**WHAT TO WORK ON**
Write out the stretch of lines below that begins at the line with "pub mod app;" and ends at the line with "pub use app::create_router;", including both, exactly as given and nothing more.

**INFORMATION**
'''

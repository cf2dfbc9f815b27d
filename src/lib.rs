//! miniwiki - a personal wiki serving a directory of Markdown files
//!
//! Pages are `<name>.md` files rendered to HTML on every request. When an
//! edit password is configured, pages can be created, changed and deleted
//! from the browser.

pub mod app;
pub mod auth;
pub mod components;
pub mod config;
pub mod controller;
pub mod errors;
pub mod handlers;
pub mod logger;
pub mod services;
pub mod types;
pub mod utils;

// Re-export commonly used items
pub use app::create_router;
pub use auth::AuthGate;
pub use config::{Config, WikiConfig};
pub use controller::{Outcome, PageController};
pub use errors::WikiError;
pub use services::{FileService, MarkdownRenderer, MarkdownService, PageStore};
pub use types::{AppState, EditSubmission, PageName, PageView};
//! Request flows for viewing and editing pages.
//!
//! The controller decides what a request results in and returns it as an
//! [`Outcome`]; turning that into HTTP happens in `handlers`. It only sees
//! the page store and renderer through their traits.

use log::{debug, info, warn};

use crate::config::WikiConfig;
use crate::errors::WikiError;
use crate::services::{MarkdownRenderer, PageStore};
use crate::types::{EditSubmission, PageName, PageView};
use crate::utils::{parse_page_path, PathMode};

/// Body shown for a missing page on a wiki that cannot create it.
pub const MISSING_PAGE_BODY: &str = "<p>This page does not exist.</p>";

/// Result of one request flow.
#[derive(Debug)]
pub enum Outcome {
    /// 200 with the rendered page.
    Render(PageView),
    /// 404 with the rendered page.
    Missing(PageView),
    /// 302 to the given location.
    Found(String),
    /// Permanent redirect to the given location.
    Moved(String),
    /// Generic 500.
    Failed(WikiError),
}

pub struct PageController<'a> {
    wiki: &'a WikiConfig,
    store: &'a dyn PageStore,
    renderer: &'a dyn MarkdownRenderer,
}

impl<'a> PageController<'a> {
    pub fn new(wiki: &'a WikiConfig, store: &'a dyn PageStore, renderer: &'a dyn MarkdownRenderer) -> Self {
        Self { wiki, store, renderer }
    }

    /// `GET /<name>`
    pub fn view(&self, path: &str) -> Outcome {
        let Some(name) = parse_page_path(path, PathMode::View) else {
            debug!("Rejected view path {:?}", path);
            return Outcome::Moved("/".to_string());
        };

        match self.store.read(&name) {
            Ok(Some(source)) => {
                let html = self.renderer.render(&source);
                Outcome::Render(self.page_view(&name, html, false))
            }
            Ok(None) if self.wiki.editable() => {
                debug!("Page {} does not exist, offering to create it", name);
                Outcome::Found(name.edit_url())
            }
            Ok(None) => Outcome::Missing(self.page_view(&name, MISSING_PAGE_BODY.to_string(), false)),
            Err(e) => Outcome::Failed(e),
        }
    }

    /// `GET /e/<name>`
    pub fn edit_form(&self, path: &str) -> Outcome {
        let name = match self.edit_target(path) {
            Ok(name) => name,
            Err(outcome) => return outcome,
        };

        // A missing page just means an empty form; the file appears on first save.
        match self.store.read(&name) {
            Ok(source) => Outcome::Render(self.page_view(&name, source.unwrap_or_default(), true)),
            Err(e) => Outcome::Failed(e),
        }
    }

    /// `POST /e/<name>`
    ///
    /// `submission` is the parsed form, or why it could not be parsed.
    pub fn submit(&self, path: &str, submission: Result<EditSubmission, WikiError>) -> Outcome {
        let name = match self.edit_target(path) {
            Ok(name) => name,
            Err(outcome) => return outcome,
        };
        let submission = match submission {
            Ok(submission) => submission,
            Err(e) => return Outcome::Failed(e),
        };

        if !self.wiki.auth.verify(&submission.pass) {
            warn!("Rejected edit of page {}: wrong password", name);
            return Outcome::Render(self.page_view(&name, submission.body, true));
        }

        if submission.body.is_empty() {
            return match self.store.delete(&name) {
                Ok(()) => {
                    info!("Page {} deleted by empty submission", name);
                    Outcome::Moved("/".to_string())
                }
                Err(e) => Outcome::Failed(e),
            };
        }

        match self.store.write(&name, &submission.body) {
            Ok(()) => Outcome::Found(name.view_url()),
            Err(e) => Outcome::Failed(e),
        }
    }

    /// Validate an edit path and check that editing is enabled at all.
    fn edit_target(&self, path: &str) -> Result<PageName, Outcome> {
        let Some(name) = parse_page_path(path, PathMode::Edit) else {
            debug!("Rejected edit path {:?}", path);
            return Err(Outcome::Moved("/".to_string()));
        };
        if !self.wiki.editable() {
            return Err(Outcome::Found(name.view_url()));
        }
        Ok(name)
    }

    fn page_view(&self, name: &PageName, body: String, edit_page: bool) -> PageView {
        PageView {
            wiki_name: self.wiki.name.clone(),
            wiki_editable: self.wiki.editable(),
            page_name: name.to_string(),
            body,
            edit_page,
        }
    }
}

'''

**SOLUTION TO THE EXERCISE**
pub mod app;
pub mod auth;
pub mod components;
pub mod config;
pub mod controller;
pub mod errors;
pub mod handlers;
pub mod logger;
pub mod services;
pub mod types;
pub mod utils;

// Re-export commonly used items
pub use app::create_router;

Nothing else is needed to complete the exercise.